'Silence'
By Martha K. Baker
A film that runs two hours and 41 minutes can be criticized for being too long. When that film is about torture, it invites jokes about torture to the backside. Silence is that film. However, despite its length, Silence is a stunning, unforgettable, even timely film about the Martyrs of Japan, whose feast day is February 6.
Silence begins with torture: persecutors drizzle boiling hot water onto the baptized, exhorting them to renounce their religion. Here, the persecuted are Christians in Japan in the 17th century. In this time and in this place journey two Portuguese monks, Rodrigues and Garupe. They seek their mentor, a priest rumored to have renounced his religion, taken a wife, and become Buddhist. The fervent young monks cannot believe this; they would rather think the man dead than apostatized. So they follow Christ, their boon companion, into danger, bearing their crosses.

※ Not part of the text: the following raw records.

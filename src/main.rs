use std::io::Write;
use std::path::PathBuf;
use std::sync::Arc;

use anyhow::{Context, Result};
use chrono::Local;
use clap::{Parser, Subcommand};
use serde::Serialize;
use tracing::{info, warn};

use engagement_ai::admin::AdminService;
use engagement_ai::config::AppConfig;
use engagement_ai::direct::DirectService;
use engagement_ai::display::{format_confidence, phase_label};
use engagement_ai::export::{ExportFormat, HistoryExporter, EXPORT_DIR_FORMAT};
use engagement_ai::logging::{init_logging, OperationTimer};
use engagement_ai::metrics::MetricsCollector;
use engagement_ai::model::HttpLanguageModel;
use engagement_ai::models::Classification;
use engagement_ai::moderation::{ModerationDecision, ModerationService};
use engagement_ai::phases;
use engagement_ai::service::{AiService, ServiceSettings};
use engagement_ai::store::{DataSource, RecordStore};
use engagement_ai::testing::AiTester;
use engagement_ai::webhook::WebhookClient;

#[derive(Parser)]
#[command(author, version, about, long_about = None)]
struct Cli {
    /// Extra configuration file layered over the defaults
    #[arg(short, long, global = true)]
    config: Option<String>,

    #[command(subcommand)]
    command: Commands,
}

#[derive(Subcommand)]
enum Commands {
    /// Answer a question on behalf of a unit
    Ask {
        /// Unit id
        #[arg(short, long)]
        unit: String,

        /// Question text
        #[arg(short, long)]
        query: String,
    },
    /// Run a test query and report latency, confidence and sources
    Test {
        /// Unit id
        #[arg(short, long)]
        unit: String,

        /// Question text
        #[arg(short, long)]
        query: String,

        /// Send the query to the test webhook instead of the model
        #[arg(long)]
        webhook: bool,
    },
    /// Suggest a moderation decision for a stored comment
    Classify {
        /// Comment id
        #[arg(short, long)]
        comment: String,
    },
    /// Apply a moderation decision to a stored comment
    Moderate {
        /// Comment id
        #[arg(short, long)]
        comment: String,

        /// approved, rejected or pending
        #[arg(short = 'd', long)]
        decision: String,

        /// Use the model's suggestion for the remaining fields
        #[arg(long)]
        assisted: bool,
    },
    /// Show the comments of a unit grouped by moderation status
    Board {
        /// Unit id
        #[arg(short, long)]
        unit: String,
    },
    /// Suggest engagement actions for a unit
    Recommend {
        /// Unit id
        #[arg(short, long)]
        unit: String,
    },
    /// List phases in progression order
    Phases,
    /// Move a unit to another phase
    Advance {
        /// Unit id
        #[arg(short, long)]
        unit: String,

        /// Target phase id
        #[arg(short, long)]
        phase: String,
    },
    /// Show the reply suggestions stored on a Direct conversation
    Suggestions {
        /// Conversation id
        #[arg(long)]
        conversation: String,
    },
    /// Export the interaction history of a unit
    ExportHistory {
        /// Unit id
        #[arg(short, long)]
        unit: String,

        /// Output format (csv or json)
        #[arg(short, long, default_value = "csv")]
        format: String,

        /// Output directory
        #[arg(short, long, default_value = "./output")]
        output_dir: String,

        /// Maximum number of entries
        #[arg(short, long, default_value = "1000")]
        limit: usize,
    },
}

#[tokio::main]
async fn main() -> Result<()> {
    let cli = Cli::parse();

    // Load configuration
    let config = AppConfig::load_from(cli.config.as_deref()).context("Failed to load configuration")?;

    // Initialize logging; the guard flushes the file writer on exit
    let _log_guard = init_logging(&config.logging)?;
    if let Err(e) = MetricsCollector::init() {
        warn!(error = %e, "Metrics recorder already installed");
    }

    info!("Starting engagement-ai");

    let store = DataSource::open(&config.store).await?;

    match cli.command {
        Commands::Ask { unit, query } => {
            let service = ai_service(&config, store)?;
            let response = service.generate_response(&unit, &query).await?;
            info!(confidence = %format_confidence(response.confidence), "Answer generated");
            emit(&response)?;
        }
        Commands::Test { unit, query, webhook } => {
            let service = ai_service(&config, store)?;
            let client = if webhook {
                Some(WebhookClient::new(&config.webhook)?)
            } else {
                None
            };
            let tester = AiTester::new(service, client);
            let outcome = if webhook {
                tester.test_via_webhook(&unit, &query).await
            } else {
                tester.test_ai(&unit, &query).await
            };
            match outcome {
                Ok(result) => emit(&result)?,
                Err(failure) => {
                    emit(&failure.result)?;
                    return Err(failure.into());
                }
            }
        }
        Commands::Classify { comment } => {
            let moderation = ModerationService::new(ai_service(&config, store)?);
            let suggestion = moderation.suggest(&comment).await?;
            emit(&suggestion)?;
        }
        Commands::Moderate {
            comment,
            decision,
            assisted,
        } => {
            let classification: Classification = decision.parse()?;
            let moderation = ModerationService::new(ai_service(&config, store)?);
            let decision = if assisted {
                let suggestion = moderation.suggest(&comment).await?;
                ModerationDecision {
                    classification,
                    ..ModerationDecision::from(suggestion)
                }
            } else {
                ModerationDecision::manual(classification)
            };
            let updated = moderation.apply(&comment, decision).await?;
            emit(&updated)?;
        }
        Commands::Board { unit } => {
            let moderation = ModerationService::new(ai_service(&config, store)?);
            let board = moderation.board(&unit).await?;
            info!(
                pending = board.pending.len(),
                approved = board.approved.len(),
                rejected = board.rejected.len(),
                "Comment board loaded"
            );
            emit(&board)?;
        }
        Commands::Recommend { unit } => {
            let service = ai_service(&config, store)?;
            let recommendations = service.generate_unit_recommendations(&unit).await?;
            emit(&recommendations)?;
        }
        Commands::Phases => list_phases(store.as_ref()).await?,
        Commands::Advance { unit, phase } => {
            let updated = AdminService::new(store).advance_unit_phase(&unit, &phase).await?;
            emit(&updated)?;
        }
        Commands::Suggestions { conversation } => {
            let suggestions = DirectService::new(store).reply_suggestions(&conversation).await?;
            emit(&suggestions)?;
        }
        Commands::ExportHistory {
            unit,
            format,
            output_dir,
            limit,
        } => export_history(store, &unit, &format, &output_dir, limit).await?,
    }

    Ok(())
}

fn ai_service(config: &AppConfig, store: Arc<dyn RecordStore>) -> Result<AiService> {
    let model = HttpLanguageModel::new(&config.model)?;
    Ok(AiService::new(store, Arc::new(model), ServiceSettings::from_config(config)))
}

/// Print a value as pretty JSON on stdout
fn emit<T: Serialize>(value: &T) -> Result<()> {
    let mut stdout = std::io::stdout().lock();
    serde_json::to_writer_pretty(&mut stdout, value)?;
    writeln!(stdout)?;
    Ok(())
}

async fn list_phases(store: &dyn RecordStore) -> Result<()> {
    let mut phases = store.list_phases().await?;
    phases::sort_by_progression(&mut phases);

    let rows: Vec<_> = phases
        .iter()
        .map(|phase| {
            serde_json::json!({
                "id": phase.id,
                "order": phase.order,
                "name": phase.name,
                "label": phase_label(&phase.name),
                "active": phase.active,
            })
        })
        .collect();
    emit(&rows)
}

async fn export_history(
    store: Arc<dyn RecordStore>,
    unit_id: &str,
    format: &str,
    output_dir: &str,
    limit: usize,
) -> Result<()> {
    let timer = OperationTimer::new("export_history");
    let format: ExportFormat = format.parse()?;
    let timestamp = Local::now().format(EXPORT_DIR_FORMAT).to_string();

    let exported = HistoryExporter::new(store)
        .export_unit_history(unit_id, format, &PathBuf::from(output_dir), &timestamp, limit)
        .await?;
    match exported {
        Some(path) => info!(path = %path.display(), "Export complete"),
        None => warn!(unit_id, "Nothing to export"),
    }
    timer.finish();
    Ok(())
}
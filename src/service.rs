//! AI pipeline service.
//!
//! Each operation is one sequential pipeline: context assembly, prompt
//! synthesis, a single model call under a hard timeout, and strict parsing of
//! the reply. Only [`AiService::generate_response`] writes to the store, and
//! only after a valid answer.

use std::sync::Arc;
use std::time::{Duration, Instant};

use tokio_util::sync::CancellationToken;
use tracing::{info, instrument, warn};

use crate::config::AppConfig;
use crate::context::ContextAssembler;
use crate::error::{EngagementError, Result, TransportError};
use crate::interpreter::{parse_ai_response, parse_comment_classification, parse_recommendations};
use crate::metrics::{MetricsCollector, MetricsTimer};
use crate::model::LanguageModel;
use crate::models::{AiContext, AiResponse, CommentClassification, InstagramComment, NewInteraction};
use crate::prompt::{synthesize_classification_prompt, synthesize_prompt, synthesize_recommendations_prompt};
use crate::store::RecordStore;
use crate::validation::InputValidator;

/// Runtime knobs of the pipeline
#[derive(Debug, Clone)]
pub struct ServiceSettings {
    /// Hard timeout of one model call
    pub model_timeout: Duration,
    /// User id written on interaction entries logged by the pipeline
    pub system_user_id: String,
}

impl Default for ServiceSettings {
    fn default() -> Self {
        Self {
            model_timeout: Duration::from_secs(8),
            system_user_id: "system".to_string(),
        }
    }
}

impl ServiceSettings {
    /// Take the pipeline settings from the application config
    #[must_use]
    pub fn from_config(config: &AppConfig) -> Self {
        Self {
            model_timeout: config.model.timeout(),
            system_user_id: config.service.system_user_id.clone(),
        }
    }
}

/// Service layer for AI answers, comment classification and recommendations
#[derive(Clone)]
pub struct AiService {
    store: Arc<dyn RecordStore>,
    model: Arc<dyn LanguageModel>,
    assembler: ContextAssembler,
    settings: ServiceSettings,
    metrics: MetricsCollector,
}

impl AiService {
    /// Create a new service with injected collaborators
    pub fn new(store: Arc<dyn RecordStore>, model: Arc<dyn LanguageModel>, settings: ServiceSettings) -> Self {
        Self {
            assembler: ContextAssembler::new(Arc::clone(&store)),
            store,
            model,
            settings,
            metrics: MetricsCollector::default(),
        }
    }

    /// The record store this service reads and writes
    pub fn store(&self) -> &Arc<dyn RecordStore> {
        &self.store
    }

    /// Pipeline settings
    pub const fn settings(&self) -> &ServiceSettings {
        &self.settings
    }

    /// Assemble the model context of a unit
    pub async fn assemble_context(&self, unit_id: &str) -> Result<AiContext> {
        InputValidator::validate_unit_id(unit_id)?;
        self.assembler.assemble(unit_id).await
    }

    /// Answer a query on behalf of a unit and log the interaction
    pub async fn generate_response(&self, unit_id: &str, query: &str) -> Result<AiResponse> {
        self.generate_response_cancellable(unit_id, query, &CancellationToken::new())
            .await
    }

    /// [`generate_response`](Self::generate_response) with caller-driven
    /// cancellation
    #[instrument(skip(self, query, cancel))]
    pub async fn generate_response_cancellable(
        &self,
        unit_id: &str,
        query: &str,
        cancel: &CancellationToken,
    ) -> Result<AiResponse> {
        let timer = MetricsTimer::new(self.metrics.clone(), "generate_response");
        let result = async {
            InputValidator::validate_unit_id(unit_id)?;
            InputValidator::validate_query(query)?;
            let context = self.assembler.assemble_cancellable(unit_id, cancel).await?;
            self.answer(context, query, cancel).await
        }
        .await;
        report_answer(timer, &result);
        result
    }

    /// Answer a query from a context the caller already assembled and log
    /// the interaction
    #[instrument(skip_all, fields(unit_id = %context.unit_id))]
    pub async fn generate_response_with_context(&self, context: AiContext, query: &str) -> Result<AiResponse> {
        let timer = MetricsTimer::new(self.metrics.clone(), "generate_response");
        let result = async {
            InputValidator::validate_query(query)?;
            self.answer(context, query, &CancellationToken::new()).await
        }
        .await;
        report_answer(timer, &result);
        result
    }

    async fn answer(&self, context: AiContext, query: &str, cancel: &CancellationToken) -> Result<AiResponse> {
        let prompt = synthesize_prompt(&context, query);

        let started = Instant::now();
        let raw = self.call_model(&prompt, cancel).await?;
        let response = parse_ai_response(&raw)?;
        let latency_ms = u64::try_from(started.elapsed().as_millis()).unwrap_or(u64::MAX);

        let phase_id = context
            .behavior_group
            .as_ref()
            .map(|group| group.phase_id.clone())
            .or(context.phase_id);

        self.store
            .append_interaction(NewInteraction {
                unit_id: context.unit_id,
                user_id: self.settings.system_user_id.clone(),
                query: query.to_string(),
                response: response.content.clone(),
                phase_id,
                success: true,
                latency_ms,
                confidence: response.confidence,
                sources: response.sources.clone(),
            })
            .await?;
        self.metrics.record_interaction_logged(true);

        Ok(response)
    }

    /// Suggest a moderation decision for a comment; nothing is persisted
    pub async fn classify_instagram_comment(&self, comment: &InstagramComment) -> Result<CommentClassification> {
        self.classify_instagram_comment_cancellable(comment, &CancellationToken::new())
            .await
    }

    /// [`classify_instagram_comment`](Self::classify_instagram_comment) with
    /// caller-driven cancellation
    #[instrument(skip_all, fields(comment_id = %comment.id, unit_id = %comment.unit_id))]
    pub async fn classify_instagram_comment_cancellable(
        &self,
        comment: &InstagramComment,
        cancel: &CancellationToken,
    ) -> Result<CommentClassification> {
        let timer = MetricsTimer::new(self.metrics.clone(), "classify_comment");
        let result = async {
            InputValidator::validate_unit_id(&comment.unit_id)?;
            InputValidator::validate_message_text(&comment.content)?;

            let context = self.assembler.assemble_cancellable(&comment.unit_id, cancel).await?;
            let prompt = synthesize_classification_prompt(&context, comment);
            let raw = self.call_model(&prompt, cancel).await?;
            parse_comment_classification(&raw)
        }
        .await;
        timer.finish(&result);

        match &result {
            Ok(classification) => {
                self.metrics
                    .record_classification(classification.classification.as_str());
                info!(
                    classification = %classification.classification,
                    confidence = classification.confidence,
                    "Comment classified"
                );
            }
            Err(e) => warn!(kind = e.kind().as_str(), error = %e, "Comment classification failed"),
        }
        result
    }

    /// Ask the model for operational recommendations for a unit
    pub async fn generate_unit_recommendations(&self, unit_id: &str) -> Result<Vec<String>> {
        self.generate_unit_recommendations_cancellable(unit_id, &CancellationToken::new())
            .await
    }

    /// [`generate_unit_recommendations`](Self::generate_unit_recommendations)
    /// with caller-driven cancellation
    #[instrument(skip(self, cancel))]
    pub async fn generate_unit_recommendations_cancellable(
        &self,
        unit_id: &str,
        cancel: &CancellationToken,
    ) -> Result<Vec<String>> {
        let timer = MetricsTimer::new(self.metrics.clone(), "recommendations");
        let result = async {
            InputValidator::validate_unit_id(unit_id)?;
            let context = self.assembler.assemble_cancellable(unit_id, cancel).await?;
            let prompt = synthesize_recommendations_prompt(&context);
            let raw = self.call_model(&prompt, cancel).await?;
            parse_recommendations(&raw)
        }
        .await;
        timer.finish(&result);

        if let Err(e) = &result {
            warn!(kind = e.kind().as_str(), error = %e, "Recommendations failed");
        }
        result
    }

    /// The single suspension point of every pipeline
    async fn call_model(&self, prompt: &str, cancel: &CancellationToken) -> Result<String> {
        let timeout = self.settings.model_timeout;
        tokio::select! {
            biased;
            () = cancel.cancelled() => Err(EngagementError::Cancelled),
            reply = tokio::time::timeout(timeout, self.model.complete(prompt)) => {
                reply.map_err(|_| EngagementError::from(TransportError::TimedOut(timeout)))?
            }
        }
    }
}

fn report_answer(timer: MetricsTimer, result: &Result<AiResponse>) {
    let elapsed = timer.finish(result);
    match result {
        Ok(response) => info!(
            confidence = response.confidence,
            duration_ms = elapsed.as_millis() as u64,
            "AI response generated"
        ),
        Err(e) => warn!(kind = e.kind().as_str(), error = %e, "AI response failed"),
    }
}
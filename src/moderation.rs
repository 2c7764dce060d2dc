//! Comment moderation.
//!
//! Classification by the model is advisory. A decision only reaches the store
//! through [`ModerationService::apply`], which staff call after confirming it.

use chrono::Utc;
use tracing::info;

use crate::display::{group_comments_by_status, CommentBoard};
use crate::error::{EngagementError, Result};
use crate::models::{Classification, CommentClassification, InstagramComment, Timestamp};
use crate::service::AiService;
use crate::store::collections;
use crate::validation::InputValidator;

/// A moderation decision confirmed by staff
#[derive(Debug, Clone, PartialEq)]
pub struct ModerationDecision {
    /// Final classification
    pub classification: Classification,
    /// Model confidence, when the decision was assisted
    pub confidence: Option<f64>,
    /// Reason given for the decision
    pub justification: Option<String>,
    /// Reply to post, if any
    pub suggested_response: Option<String>,
    /// Whether the comment should get a reply
    pub should_respond: bool,
    /// Whether the comment should be removed
    pub should_delete: bool,
}

impl ModerationDecision {
    /// A manual decision with no model metadata
    #[must_use]
    pub const fn manual(classification: Classification) -> Self {
        Self {
            classification,
            confidence: None,
            justification: None,
            suggested_response: None,
            should_respond: false,
            should_delete: false,
        }
    }
}

impl From<CommentClassification> for ModerationDecision {
    fn from(suggestion: CommentClassification) -> Self {
        Self {
            classification: suggestion.classification,
            confidence: Some(suggestion.confidence),
            justification: Some(suggestion.justification),
            suggested_response: suggestion.suggested_response,
            should_respond: suggestion.should_respond,
            should_delete: suggestion.should_delete,
        }
    }
}

/// Moderation workflow over stored Instagram comments
#[derive(Clone)]
pub struct ModerationService {
    service: AiService,
}

impl ModerationService {
    pub const fn new(service: AiService) -> Self {
        Self { service }
    }

    /// Store a newly received comment for a unit
    pub async fn ingest(
        &self,
        unit_id: &str,
        author: &str,
        content: &str,
        commented_at: Timestamp,
    ) -> Result<InstagramComment> {
        InputValidator::validate_unit_id(unit_id)?;
        InputValidator::validate_message_text(content)?;
        let store = self.service.store();
        if store.get_unit(unit_id).await?.is_none() {
            return Err(EngagementError::not_found(collections::UNITS, unit_id));
        }

        let comment = InstagramComment::ingested(unit_id, author.trim(), &InputValidator::sanitize_text(content), commented_at);
        store.save_comment(&comment).await?;
        Ok(comment)
    }

    /// Ask the model for a decision on a stored comment; nothing is persisted
    pub async fn suggest(&self, comment_id: &str) -> Result<CommentClassification> {
        let comment = self.load(comment_id).await?;
        self.service.classify_instagram_comment(&comment).await
    }

    /// Persist a confirmed decision.
    ///
    /// Approved and rejected comments are final; applying another decision to
    /// them is a validation error. Pending comments can be decided again.
    pub async fn apply(&self, comment_id: &str, decision: ModerationDecision) -> Result<InstagramComment> {
        let mut comment = self.load(comment_id).await?;

        if comment.is_terminal() {
            return Err(EngagementError::validation(format!(
                "comment {comment_id} is already {}",
                comment.classification.map_or("", Classification::as_str)
            )));
        }

        if let Some(confidence) = decision.confidence {
            if !confidence.is_finite() || !(0.0..=100.0).contains(&confidence) {
                return Err(EngagementError::validation(format!(
                    "confidence out of range: {confidence}"
                )));
            }
        }

        let now = Utc::now();
        comment.classification = Some(decision.classification);
        comment.confidence = decision.confidence;
        comment.justification = decision.justification;
        comment.suggested_response = decision.suggested_response;
        comment.should_respond = Some(decision.should_respond);
        comment.should_delete = Some(decision.should_delete);
        comment.processed_at = Some(now);
        comment.updated_at = Some(now);

        self.service.store().save_comment(&comment).await?;
        info!(
            comment_id,
            classification = %decision.classification,
            "Moderation decision applied"
        );
        Ok(comment)
    }

    /// Comments of a unit grouped by moderation status
    pub async fn board(&self, unit_id: &str) -> Result<CommentBoard> {
        InputValidator::validate_unit_id(unit_id)?;
        let comments = self.service.store().comments_for_unit(unit_id).await?;
        Ok(group_comments_by_status(comments))
    }

    async fn load(&self, comment_id: &str) -> Result<InstagramComment> {
        InputValidator::validate_id("comment", comment_id)?;
        self.service
            .store()
            .get_comment(comment_id)
            .await?
            .ok_or_else(|| EngagementError::not_found(collections::COMMENTS, comment_id))
    }
}

#[cfg(test)]
mod tests {
    use super::*;
    use crate::error::ErrorKind;
    use crate::memory::{FallbackDataset, InMemoryStore};
    use crate::model::MockLanguageModel;
    use crate::service::ServiceSettings;
    use std::sync::Arc;

    async fn moderation() -> ModerationService {
        let store = Arc::new(InMemoryStore::new());
        store.load(FallbackDataset::sample()).await;
        let service = AiService::new(store, Arc::new(MockLanguageModel::new()), ServiceSettings::default());
        ModerationService::new(service)
    }

    #[tokio::test]
    async fn approved_comments_are_final() {
        let moderation = moderation().await;
        let applied = moderation
            .apply("mock-comment-1", ModerationDecision::manual(Classification::Approved))
            .await
            .expect("first decision");
        assert!(applied.processed_at.is_some());
        assert_eq!(applied.should_delete, Some(false));

        let err = moderation
            .apply("mock-comment-1", ModerationDecision::manual(Classification::Rejected))
            .await
            .expect_err("terminal");
        assert_eq!(err.kind(), ErrorKind::ValidationError);
    }

    #[tokio::test]
    async fn pending_comments_can_be_decided_again() {
        let moderation = moderation().await;
        moderation
            .apply("mock-comment-1", ModerationDecision::manual(Classification::Pending))
            .await
            .expect("pending");
        let comment = moderation
            .apply("mock-comment-1", ModerationDecision::manual(Classification::Rejected))
            .await
            .expect("final decision");
        assert_eq!(comment.classification, Some(Classification::Rejected));
    }

    #[tokio::test]
    async fn unknown_comment_is_not_found() {
        let err = moderation()
            .await
            .apply("nope", ModerationDecision::manual(Classification::Approved))
            .await
            .expect_err("missing");
        assert_eq!(err.kind(), ErrorKind::NotFound);
    }

    #[tokio::test]
    async fn ingest_requires_an_existing_unit() {
        let moderation = moderation().await;
        let err = moderation
            .ingest("ghost", "@ana", "Oi", Utc::now())
            .await
            .expect_err("missing unit");
        assert_eq!(err.kind(), ErrorKind::NotFound);

        moderation
            .ingest("mock-unit-1", "@ana", "Amei!", Utc::now())
            .await
            .expect("ingested");
        let board = moderation.board("mock-unit-1").await.expect("board");
        assert_eq!(board.pending.len(), 2);
    }
}
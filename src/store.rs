//! Record store access.
//!
//! The backend is an opaque document/record store reached through
//! [`RecordStore`]. The process entry point owns the store and injects it into
//! the services as `Arc<dyn RecordStore>`; tests substitute an
//! [`InMemoryStore`].

use std::path::Path;
use std::str::FromStr;
use std::sync::Arc;

use async_trait::async_trait;
use tracing::{info, warn};

use crate::config::StoreConfig;
use crate::db::SqliteStore;
use crate::error::{EngagementError, Result};
use crate::memory::{FallbackDataset, InMemoryStore};
use crate::models::{
    BehaviorGroup, DirectConversation, Documentation, DocumentationPhaseLink, InstagramComment,
    InteractionHistoryEntry, NewInteraction, Phase, Unit,
};

/// Collections of the record store
pub mod collections {
    /// Units
    pub const UNITS: &str = "unit";
    /// Phases
    pub const PHASES: &str = "phase";
    /// Behavior groups
    pub const BEHAVIOR_GROUPS: &str = "behavior_group";
    /// Documentation
    pub const DOCUMENTATION: &str = "documentation";
    /// Documentation to phase links
    pub const DOCUMENTATION_LINKS: &str = "documentation_phase_link";
    /// Interaction history
    pub const INTERACTIONS: &str = "interaction_history";
    /// Instagram comments
    pub const COMMENTS: &str = "instagram_comment";
    /// Direct conversations
    pub const CONVERSATIONS: &str = "direct_conversation";
}

/// Point lookups, ordered foreign-key lists and single-row writes.
///
/// Every write touches exactly one row; no operation needs a transaction
/// spanning several rows.
#[async_trait]
pub trait RecordStore: Send + Sync {
    /// Look up a unit by id
    async fn get_unit(&self, id: &str) -> Result<Option<Unit>>;
    /// All units, most recently created first
    async fn list_units(&self) -> Result<Vec<Unit>>;
    /// Insert or replace a unit
    async fn save_unit(&self, unit: &Unit) -> Result<()>;

    /// Look up a phase by id
    async fn get_phase(&self, id: &str) -> Result<Option<Phase>>;
    /// All phases in progression order
    async fn list_phases(&self) -> Result<Vec<Phase>>;
    /// Insert or replace a phase
    async fn save_phase(&self, phase: &Phase) -> Result<()>;

    /// Behavior groups of a phase, by id ascending
    async fn behavior_groups_for_phase(&self, phase_id: &str) -> Result<Vec<BehaviorGroup>>;
    /// Insert or replace a behavior group
    async fn save_behavior_group(&self, group: &BehaviorGroup) -> Result<()>;

    /// Documentation linked to a phase, by link priority then documentation id
    async fn documentation_for_phase(&self, phase_id: &str) -> Result<Vec<Documentation>>;
    /// Links of a phase, by priority then id
    async fn documentation_links_for_phase(&self, phase_id: &str) -> Result<Vec<DocumentationPhaseLink>>;
    /// Insert or replace a documentation item
    async fn save_documentation(&self, documentation: &Documentation) -> Result<()>;
    /// Insert or replace a documentation link
    async fn save_documentation_link(&self, link: &DocumentationPhaseLink) -> Result<()>;

    /// Most recent interactions of a unit, newest first
    async fn recent_interactions(&self, unit_id: &str, limit: usize) -> Result<Vec<InteractionHistoryEntry>>;
    /// Append an interaction; entries are never updated afterwards
    async fn append_interaction(&self, interaction: NewInteraction) -> Result<InteractionHistoryEntry>;

    /// Look up a comment by id
    async fn get_comment(&self, id: &str) -> Result<Option<InstagramComment>>;
    /// Comments of a unit, newest comment first
    async fn comments_for_unit(&self, unit_id: &str) -> Result<Vec<InstagramComment>>;
    /// Insert or replace a comment
    async fn save_comment(&self, comment: &InstagramComment) -> Result<()>;

    /// Look up a Direct conversation by id
    async fn get_conversation(&self, id: &str) -> Result<Option<DirectConversation>>;
    /// Conversations of a unit, most recently updated first
    async fn conversations_for_unit(&self, unit_id: &str) -> Result<Vec<DirectConversation>>;
    /// Insert or replace a conversation
    async fn save_conversation(&self, conversation: &DirectConversation) -> Result<()>;
}

/// Where records come from, chosen once at startup
#[derive(Debug, Clone, Copy, PartialEq, Eq)]
pub enum DataSource {
    /// The SQLite record store
    Live,
    /// In-memory sample data; every read is counted and logged
    Fallback,
}

impl FromStr for DataSource {
    type Err = EngagementError;

    fn from_str(value: &str) -> Result<Self> {
        match value.to_ascii_lowercase().as_str() {
            "live" => Ok(Self::Live),
            "fallback" => Ok(Self::Fallback),
            other => Err(EngagementError::InvalidConfig(format!(
                "unknown data source: {other} (expected live or fallback)"
            ))),
        }
    }
}

impl DataSource {
    /// Open the record store selected by the configuration
    pub async fn open(config: &StoreConfig) -> Result<Arc<dyn RecordStore>> {
        let source: Self = config.data_source.parse()?;
        match source {
            Self::Live => {
                info!(url = %config.database_url, "Opening live record store");
                let store = SqliteStore::open(&config.database_url, config.max_connections)?;
                Ok(Arc::new(store))
            }
            Self::Fallback => {
                let dataset = match &config.fixture_path {
                    Some(path) => FallbackDataset::from_yaml_file(Path::new(path))?,
                    None => FallbackDataset::sample(),
                };
                warn!(
                    units = dataset.units.len(),
                    "Using fallback record store; data is not persisted"
                );
                let store = InMemoryStore::observed();
                store.load(dataset).await;
                Ok(Arc::new(store))
            }
        }
    }
}

#[cfg(test)]
mod tests {
    use super::*;

    #[test]
    fn data_source_parses_case_insensitively() {
        assert_eq!("LIVE".parse::<DataSource>().ok(), Some(DataSource::Live));
        assert_eq!("fallback".parse::<DataSource>().ok(), Some(DataSource::Fallback));
        assert!("mock".parse::<DataSource>().is_err());
    }

    #[tokio::test]
    async fn fallback_source_serves_sample_units() {
        let config = StoreConfig {
            data_source: "fallback".into(),
            ..StoreConfig::default()
        };
        let store = DataSource::open(&config).await.expect("fallback store");
        let units = store.list_units().await.expect("units");
        assert!(!units.is_empty());
    }
}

Martin Scorsese based his screenplay, co-written with Jay Cocks, on the novel by Shûsaku Endô. Silence is a story of perseverance and persecution, compromise and confession. It is not a story of Japanese history; in fact, Scorsese makes no attempt to place this particular aspect of religious persecution within political context. Rather, he concentrates on torture, as he did in The Last Temptation of Christ in 1988. Only near the end of Silence does he address the silence of God and of God's priests.
However, scenes in Silence, beyond the decapitations and grillings, grab the viewer, such as when three black-clad monks descend stairs, a scene shot peripherally. Rodrigo Prieto's cinematography is often stunning. The acting is serviceable, especially Andrew Garfield's as Rodrigues and Liam Neeson's as the mentor monk. The Asian cast deports itself most admirably. But, in the end, Silence is about torture, not God's persistent, if silent, presence or Jesus' way.